The objection was this:  If God creates felinity by creating cats, then felinity comes into existence with the first cats.  But it is absurd that felinity should come into existence or pass out of existence.  Ergo, it is not the case that God creates felinity by creating cats.

McCann's response to the objection, in effect, is to deny the major by invoking the Thomistic doctrine of common natures.  Felinity in itself neither comes into existence nor passes out of existence nor always exists.  So the major is false and the objection fails.

The trouble with this response  to the objection is that the doctrine of common natures is exceedingly murky, so murky in fact, that it causes McCann to fall into self-contradiction.  I just quoted McCann to the effect that  felinity in itself has no being.  Now felinity, according to McCann, is a universal. (204).  It follows that universals have no being.

But McCann, fearing nominalism,  fails to draw this conclusion when he says that "universals do have being . . . ." (204)  Now which is it?  Do universals have being or not?  If they have being then the above objection goes through.  But if they do not have being, then they are nothing, which is just as bad.  McCann fudges the question by saying that universals have being in their instantiations.  This is a fudge because when felinity is instantiated in the real order in cats, felinity is particular, not universal.

Fudging the matter in this way, McCann fails to see that he is contradicting himself.  To avoid nominalism, he must say that universals have being or existence.  To avoid the above objection, he must say that they lack being or existence.  He thinks he can avoid contradiction by saying that felinity has being in its instances.  But felinity in its material instances is not universal, but particular, not one, but many.  The Thomistic doctrine, derived from Avicenna,  is more consistent: common natures such as felinity are, in themselves, neither universal nor particular, neither one nor many.  McCann would have done better to take the classical Thomistic tack which accords to common natures a status much like Meinong's Aussersein.  McCann does not go this route because he thinks that if universals have no type of being whatsoever, then ". . . we would grasp nothing in thinking of uninstantiated natures like unicornality." (204)

Trouble Even If 'Common Natures' Doctrine is Tenable: Collapse of Modal Distinctions?

I don't believe that the 'common natures' doctrine is tenable, either in McCann's version or in the strict Thomistic version. Suppose I am wrong.  The doctrine — which is needed to evade the above objection — still presents problems for absolute divine sovereignty.  Even if common natures have no being whatsoever, they nevertheless have or rather are definite natures.  Felinity is necessarily felinity and logically could not be, say, caninity.  So God is constrained after all: not by an existing nature but by a nonexisting one.  He is constrained by the nature of this nature.  He has no control over its being what it is.  It is, in itself, necessarily what it is, and God is 'stuck' with the fact.

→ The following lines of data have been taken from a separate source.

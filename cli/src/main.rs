//! portgate — per-address ufw access management for the RPC and Geyser ports
//!
//! Reads the target ports from configuration (`RPC_PORT` / `GEYSER_PORT`),
//! then lists, grants, revokes or checks access through `ufw`. Every
//! firewall command runs through the privilege helper (`sudo -n` by default).

use anyhow::{Context, Result};
use clap::Parser;
use portgate_access::{AccessControl, AccessError};
use std::process::ExitCode;
use std::sync::Arc;
use tracing::{error, info, warn};
use tracing_subscriber::EnvFilter;

mod commands;
mod config;
mod endpoints;

use commands::CommandLine;

/// Exit code for rejected caller input
const EXIT_INVALID_INPUT: u8 = 2;

#[tokio::main]
async fn main() -> ExitCode {
    let cli = CommandLine::parse();

    let config = match config::load_config(cli.config.as_deref()) {
        Ok(config) => config,
        Err(e) => {
            eprintln!("portgate: {e:#}");
            return ExitCode::FAILURE;
        }
    };

    if let Err(e) = init_logging(&config.system.log_level, cli.verbose) {
        eprintln!("portgate: {e:#}");
    }

    match &config.source {
        Some(path) => info!("Configuration loaded from {}", path.display()),
        None => warn!("No configuration file found, using defaults and environment"),
    }

    let targets = config.target_ports();
    if targets.is_configured() {
        info!(
            "Target ports: {}",
            targets
                .iter()
                .map(|t| format!("{}={}", t.role, t.port))
                .collect::<Vec<_>>()
                .join(", ")
        );
    }

    let control = AccessControl::new(Arc::new(config.runner()), config.ufw(), targets);

    match commands::dispatch(&cli.command, &control, &config, cli.json).await {
        Ok(()) => ExitCode::SUCCESS,
        Err(e) => {
            error!("{e:#}");
            match e.downcast_ref::<AccessError>() {
                Some(access) if access.is_caller_error() => ExitCode::from(EXIT_INVALID_INPUT),
                _ => ExitCode::FAILURE,
            }
        }
    }
}

fn init_logging(level: &str, verbose: u8) -> Result<()> {
    let filter = match verbose {
        0 => EnvFilter::try_from_default_env()
            .or_else(|_| EnvFilter::try_new(level))
            .unwrap_or_else(|_| EnvFilter::new("info")),
        1 => EnvFilter::new("debug"),
        _ => EnvFilter::new("trace"),
    };

    // Logs go to stderr so `--json` output stays machine-readable
    let subscriber = tracing_subscriber::fmt()
        .with_env_filter(filter)
        .with_writer(std::io::stderr)
        .with_target(false)
        .with_level(true)
        .compact()
        .finish();

    tracing::subscriber::set_global_default(subscriber)
        .context("Failed to set tracing subscriber")?;
    Ok(())
}
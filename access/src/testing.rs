//! In-memory stand-in for `ufw`, for exercising readers and mutators
//! without a real firewall.
//!
//! Understands `status numbered`, `allow from A to any port P` and
//! `delete allow from A to any port P`. Like ufw, duplicate allows and
//! deletes of missing rules succeed with an advisory on stderr.

use async_trait::async_trait;
use std::sync::{Mutex, MutexGuard};

use crate::command::{CommandOutput, CommandRunner, ToolCommand};
use crate::error::{AccessError, Result};

const STATUS_HEADER: &str = "\
Status: active

     To                         Action      From
     --                         ------      ----
";

#[derive(Default)]
struct State {
    /// (port, address) pairs added through `allow`
    rules: Vec<(String, String)>,
    /// Raw lines appended verbatim after the managed rules
    extra_lines: Vec<String>,
    invocations: Vec<String>,
    fail_pattern: Option<String>,
}

#[derive(Default)]
pub struct ScriptedUfw {
    state: Mutex<State>,
}

impl ScriptedUfw {
    pub fn new() -> Self {
        Self::default()
    }

    /// Start with fixed status lines, e.g. rules added outside this process
    pub fn with_status_lines<I, S>(lines: I) -> Self
    where
        I: IntoIterator<Item = S>,
        S: Into<String>,
    {
        let ufw = Self::new();
        ufw.lock().extra_lines = lines.into_iter().map(Into::into).collect();
        ufw
    }

    pub fn push_status_line(&self, line: impl Into<String>) {
        self.lock().extra_lines.push(line.into());
    }

    /// Fail every command whose rendered form contains `pattern`
    pub fn fail_when(&self, pattern: impl Into<String>) {
        self.lock().fail_pattern = Some(pattern.into());
    }

    pub fn clear_failure(&self) {
        self.lock().fail_pattern = None;
    }

    /// Every command received so far, rendered as a string
    pub fn invocations(&self) -> Vec<String> {
        self.lock().invocations.clone()
    }

    pub fn status_calls(&self) -> usize {
        self.lock()
            .invocations
            .iter()
            .filter(|c| c.ends_with("status numbered"))
            .count()
    }

    /// Number of rules added through `allow` and still present
    pub fn rule_count(&self) -> usize {
        self.lock().rules.len()
    }

    fn lock(&self) -> MutexGuard<'_, State> {
        // A panicking test may poison the lock; the state is still usable
        self.state.lock().unwrap_or_else(|e| e.into_inner())
    }
}

impl State {
    fn render_status(&self) -> String {
        let mut out = String::from(STATUS_HEADER);
        for (i, (port, address)) in self.rules.iter().enumerate() {
            out.push_str(&format!("[{:>2}] {:<26} ALLOW IN    {}\n", i + 1, port, address));
        }
        for line in &self.extra_lines {
            out.push_str(line);
            out.push('\n');
        }
        out
    }
}

#[async_trait]
impl CommandRunner for ScriptedUfw {
    async fn run(&self, command: &ToolCommand) -> Result<CommandOutput> {
        let rendered = command.to_string();
        let mut state = self.lock();
        state.invocations.push(rendered.clone());

        if let Some(pattern) = &state.fail_pattern {
            if rendered.contains(pattern.as_str()) {
                return Err(AccessError::external(&rendered, "exited with status 1: scripted failure"));
            }
        }

        let args: Vec<&str> = command.args().iter().map(String::as_str).collect();
        match args.as_slice() {
            ["status", "numbered"] => Ok(CommandOutput {
                stdout: state.render_status(),
                stderr: String::new(),
            }),
            ["allow", "from", address, "to", "any", "port", port] => {
                let rule = (port.to_string(), address.to_string());
                if state.rules.contains(&rule) {
                    Ok(CommandOutput {
                        stdout: "Skipping adding existing rule\n".into(),
                        stderr: String::new(),
                    })
                } else {
                    state.rules.push(rule);
                    Ok(CommandOutput {
                        stdout: "Rule added\n".into(),
                        stderr: String::new(),
                    })
                }
            }
            ["delete", "allow", "from", address, "to", "any", "port", port] => {
                let before = state.rules.len();
                state.rules.retain(|(p, a)| !(p == port && a == address));
                if state.rules.len() == before {
                    Ok(CommandOutput {
                        stdout: String::new(),
                        stderr: "Could not delete non-existent rule\n".into(),
                    })
                } else {
                    Ok(CommandOutput {
                        stdout: "Rule deleted\n".into(),
                        stderr: String::new(),
                    })
                }
            }
            _ => Err(AccessError::external(&rendered, "unsupported ufw invocation")),
        }
    }
}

So a further step must be taken to uphold divine sovereignty in its absoluteness.  It must be maintained that there are no broadly logical possibilities, impossibilities and necessities that are ontologically prior to divine creation.  Prior to God's creation of triangles, there is no triangularity as an existing unexemplified essence or as a nonexisting unexemplified essence, and no possibilities regarding it such as the possibility that it have a different nature than it has, or the necessity that it have the nature it has, or the possibility that it be exemplified or the possiblity that it not be exemplified.  (211).   The idea is that triangularity and the like are not only beyond being but also beyond modality:  it is neither the case that triangularity is necessarily what it is nor that it is not necessarily what it is.  The modal framework pertaining to common natures is not ontologically prior to them or to God's will: it is created when they are created, and they are created when things having those natures are created.  As McCann puts it, " . . . It is only in what God does as creator that the very possibilities themselves find their reality." (212)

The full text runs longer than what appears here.